During this time period eight district campsites were developed. These consisted of approximately one acre each. As an example, the five troops of Arlington District would camp within one area during summer camp. This campsite was described as, “on a rise just above the swimming pool and but a short distance from the main cook shack…” From this description, a general area could be located.
Prior to 1935, there existed three screened structures near the original kitchen facility. These were used for dining. The meals were prepared inside the kitchen by the two cooks, and a pass-out window was located on the east side of the building for the Scouts to receive their meals. These screened-in structures lasted until the mid-1950’s. In 1944, a cook’s tent with cement floor was added. This general area became known as the Wagon Wheel Campsite with an original logging wagon was moved in. On the side of the original kitchen building a large cooking and barbeque pit was constructed in 1967 under the supervision of Bill Gruber, Temescal District Executive and Camp Director.
Ab Brown was in the contingent of 30 RC Council Scouts bound for the first National Jamboree in Washington, D.C. in 1935. They practiced Scouting skills and camping together at Camp Emerson. This Jamboree, to celebrate the 25th Anniversary of the BSA, was called off two weeks before it started by special order of President Franklin D. Roosevelt because of an epidemic of poliomyelitis in Virginia. President Roosevelt had been wheelchair-bound since his early 40’s by polio injuries and did not want that tragedy to happen to others. This Jamboree was held in 1938.

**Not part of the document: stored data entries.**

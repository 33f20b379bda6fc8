//! Startup orchestration.
//!
//! # Responsibilities
//! - Load configuration (falling back to defaults)
//! - Initialize subsystems in dependency order
//! - Start background tasks (status reports, health checks, config reload)
//! - Bind the listener and serve until shutdown
//!
//! # Design Decisions
//! - Logging comes up first so every later step is recorded
//! - A missing or invalid config file is not fatal; a failed bind is
//! - Listener starts last (traffic only when ready)

use std::net::SocketAddr;
use std::path::{Path, PathBuf};
use std::sync::Arc;
use std::time::Duration;

use thiserror::Error;
use tokio::net::TcpListener;
use tokio::sync::{broadcast, mpsc};
use tokio::time;

use crate::config::{load_or_default, ConfigWatcher, LoadBalancerConfig, ProxyConfig};
use crate::health::HealthMonitor;
use crate::http::HttpServer;
use crate::lifecycle::{signals, Shutdown};
use crate::load_balancer::{LoadBalancer, LoadBalancerError};
use crate::observability::{self, report_status, ObservabilityError};

/// Fatal errors while bringing the proxy up.
#[derive(Debug, Error)]
pub enum StartupError {
    #[error(transparent)]
    Observability(#[from] ObservabilityError),

    #[error("invalid metrics address '{0}'")]
    MetricsAddress(String),

    #[error("failed to configure load balancer: {0}")]
    LoadBalancer(#[from] LoadBalancerError),

    #[error("failed to bind {address}: {source}")]
    Bind {
        address: String,
        #[source]
        source: std::io::Error,
    },

    #[error("server error: {0}")]
    Server(#[source] std::io::Error),
}

/// Apply the load balancer section of a configuration to the engine.
pub fn apply_config(
    engine: &LoadBalancer,
    config: &LoadBalancerConfig,
) -> Result<(), LoadBalancerError> {
    engine.configure(config.algorithm(), &config.backend_specs())?;
    report_status(&engine.snapshot());
    Ok(())
}

/// Load the configuration at `config_path` and run the proxy until a
/// termination signal arrives.
pub async fn run(config_path: &Path) -> Result<(), StartupError> {
    let (config, load_error) = load_or_default(config_path);

    observability::init_logging(&config.logging)?;
    tracing::info!(
        version = env!("CARGO_PKG_VERSION"),
        config = %config_path.display(),
        "lb-proxy starting"
    );
    let from_file = match load_error {
        Some(e) => {
            tracing::warn!(
                path = %config_path.display(),
                error = %e,
                "Could not load config file, using default configuration"
            );
            false
        }
        None => true,
    };

    if config.metrics.enabled {
        let addr: SocketAddr = config
            .metrics
            .bind_address
            .parse()
            .map_err(|_| StartupError::MetricsAddress(config.metrics.bind_address.clone()))?;
        observability::init_metrics(addr)?;
    }

    let algorithm = config.load_balancer.algorithm();
    let engine = Arc::new(LoadBalancer::new(algorithm));
    apply_config(&engine, &config.load_balancer)?;

    let shutdown = Shutdown::new();
    spawn_background_tasks(&config, &engine, &shutdown);

    // Keep the watcher handle alive for the lifetime of the server.
    let _watcher = if from_file {
        start_config_reload(config_path.to_path_buf(), engine.clone(), shutdown.subscribe())
    } else {
        None
    };

    let address = config.server.bind_address.clone();
    let listener = TcpListener::bind(&address)
        .await
        .map_err(|source| StartupError::Bind {
            address: address.clone(),
            source,
        })?;
    tracing::info!(
        address = %address,
        algorithm = %algorithm,
        max_connections = config.server.max_connections,
        "Listening for connections"
    );

    signals::spawn_signal_handler(shutdown.clone());

    let server = HttpServer::new(&config.server, engine.clone());
    let result = server
        .run(listener, shutdown.subscribe())
        .await
        .map_err(StartupError::Server);

    shutdown.trigger();
    report_status(&engine.snapshot());
    tracing::info!("Shutdown complete");
    result
}

fn spawn_background_tasks(config: &ProxyConfig, engine: &Arc<LoadBalancer>, shutdown: &Shutdown) {
    if config.load_balancer.status_interval_secs > 0 {
        tokio::spawn(report_periodically(
            engine.clone(),
            Duration::from_secs(config.load_balancer.status_interval_secs),
            shutdown.subscribe(),
        ));
    }

    let monitor = HealthMonitor::new(engine.clone(), config.health_check.clone());
    tokio::spawn(monitor.run(shutdown.subscribe()));
}

async fn report_periodically(
    engine: Arc<LoadBalancer>,
    period: Duration,
    mut shutdown: broadcast::Receiver<()>,
) {
    let mut ticker = time::interval(period);
    // The first tick completes immediately; startup already reported.
    ticker.tick().await;

    loop {
        tokio::select! {
            _ = ticker.tick() => report_status(&engine.snapshot()),
            _ = shutdown.recv() => break,
        }
    }
}

fn start_config_reload(
    path: PathBuf,
    engine: Arc<LoadBalancer>,
    shutdown: broadcast::Receiver<()>,
) -> Option<notify::RecommendedWatcher> {
    let (watcher, updates) = ConfigWatcher::new(&path);
    match watcher.run() {
        Ok(handle) => {
            tokio::spawn(reload_loop(engine, updates, shutdown));
            Some(handle)
        }
        Err(e) => {
            tracing::warn!(path = %path.display(), error = %e, "Config hot reload disabled");
            None
        }
    }
}

async fn reload_loop(
    engine: Arc<LoadBalancer>,
    mut updates: mpsc::UnboundedReceiver<ProxyConfig>,
    mut shutdown: broadcast::Receiver<()>,
) {
    loop {
        tokio::select! {
            update = updates.recv() => {
                let Some(config) = update else { break };
                match apply_config(&engine, &config.load_balancer) {
                    Ok(()) => tracing::info!(
                        "Configuration reloaded; server and logging changes apply on restart"
                    ),
                    Err(e) => tracing::error!(
                        error = %e,
                        "Reloaded configuration rejected, keeping current backends"
                    ),
                }
            }
            _ = shutdown.recv() => break,
        }
    }
}

#[cfg(test)]
mod tests {
    use super::*;
    use crate::config::BackendConfig;
    use crate::load_balancer::{Algorithm, BackendId};

    #[test]
    fn test_apply_config_configures_engine() {
        let engine = LoadBalancer::default();
        let config = LoadBalancerConfig {
            algorithm: "least_connections".into(),
            status_interval_secs: 0,
            backends: vec![BackendConfig::new("10.0.0.1", 80)],
        };

        apply_config(&engine, &config).unwrap();
        assert_eq!(engine.algorithm(), Algorithm::LeastConnections);
        assert_eq!(
            engine.select("c").unwrap(),
            Some(BackendId::new("10.0.0.1", 80))
        );
    }

    #[test]
    fn test_disabled_only_file_starts_with_defaults() {
        let path = std::env::temp_dir().join(format!(
            "lb-proxy-startup-disabled-{}.toml",
            std::process::id()
        ));
        std::fs::write(
            &path,
            "[[load_balancer.backends]]\nhost = \"10.0.0.1\"\nport = 9000\nenabled = false\n",
        )
        .unwrap();

        let (config, error) = load_or_default(&path);
        assert!(error.is_some());

        let engine = LoadBalancer::default();
        apply_config(&engine, &config.load_balancer).unwrap();
        assert_eq!(engine.snapshot().total, 3);
        let _ = std::fs::remove_file(path);
    }

    #[test]
    fn test_apply_config_rejects_all_disabled() {
        let engine = LoadBalancer::default();
        let mut backend = BackendConfig::new("10.0.0.1", 80);
        backend.enabled = false;
        let config = LoadBalancerConfig {
            backends: vec![backend],
            ..Default::default()
        };

        assert!(matches!(
            apply_config(&engine, &config),
            Err(LoadBalancerError::InvalidConfiguration(_))
        ));
        assert!(!engine.is_configured());
    }

    #[tokio::test]
    async fn test_reload_loop_applies_updates() {
        let engine = Arc::new(LoadBalancer::default());
        apply_config(&engine, &LoadBalancerConfig::default()).unwrap();

        let (tx, rx) = mpsc::unbounded_channel();
        let shutdown = Shutdown::new();
        let task = tokio::spawn(reload_loop(engine.clone(), rx, shutdown.subscribe()));

        let mut config = ProxyConfig::default();
        config.load_balancer.algorithm = "IP_HASH".into();
        config.load_balancer.backends = vec![BackendConfig::new("10.0.0.9", 9000)];
        tx.send(config).unwrap();
        drop(tx);

        task.await.unwrap();
        let snapshot = engine.snapshot();
        assert_eq!(snapshot.algorithm, Algorithm::IpHash);
        assert_eq!(snapshot.total, 1);
    }
}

During the 1930’s, E.C. Shank, M.D., Vincent’s father, had organized a Boy Scout band with Jackson Ingham, Sr., that played at all Scouting events and at Camp Emerson where the bugling contest between Vincent Shank and Jack Ingham had been held.
The Annual Report for 1935 stated that 416 Scouts enjoyed summer at Camp Emerson. Of these, 96 Scouts were from the Welfare Department of the County. Owen Locke was a Field Executive for RC Council half-time, and worked in the Riverside County Probation Department half-time, and the county paid him a full-time salary. For 1937, the annual report counted a total of 334 Scouts attended long- term summer camp.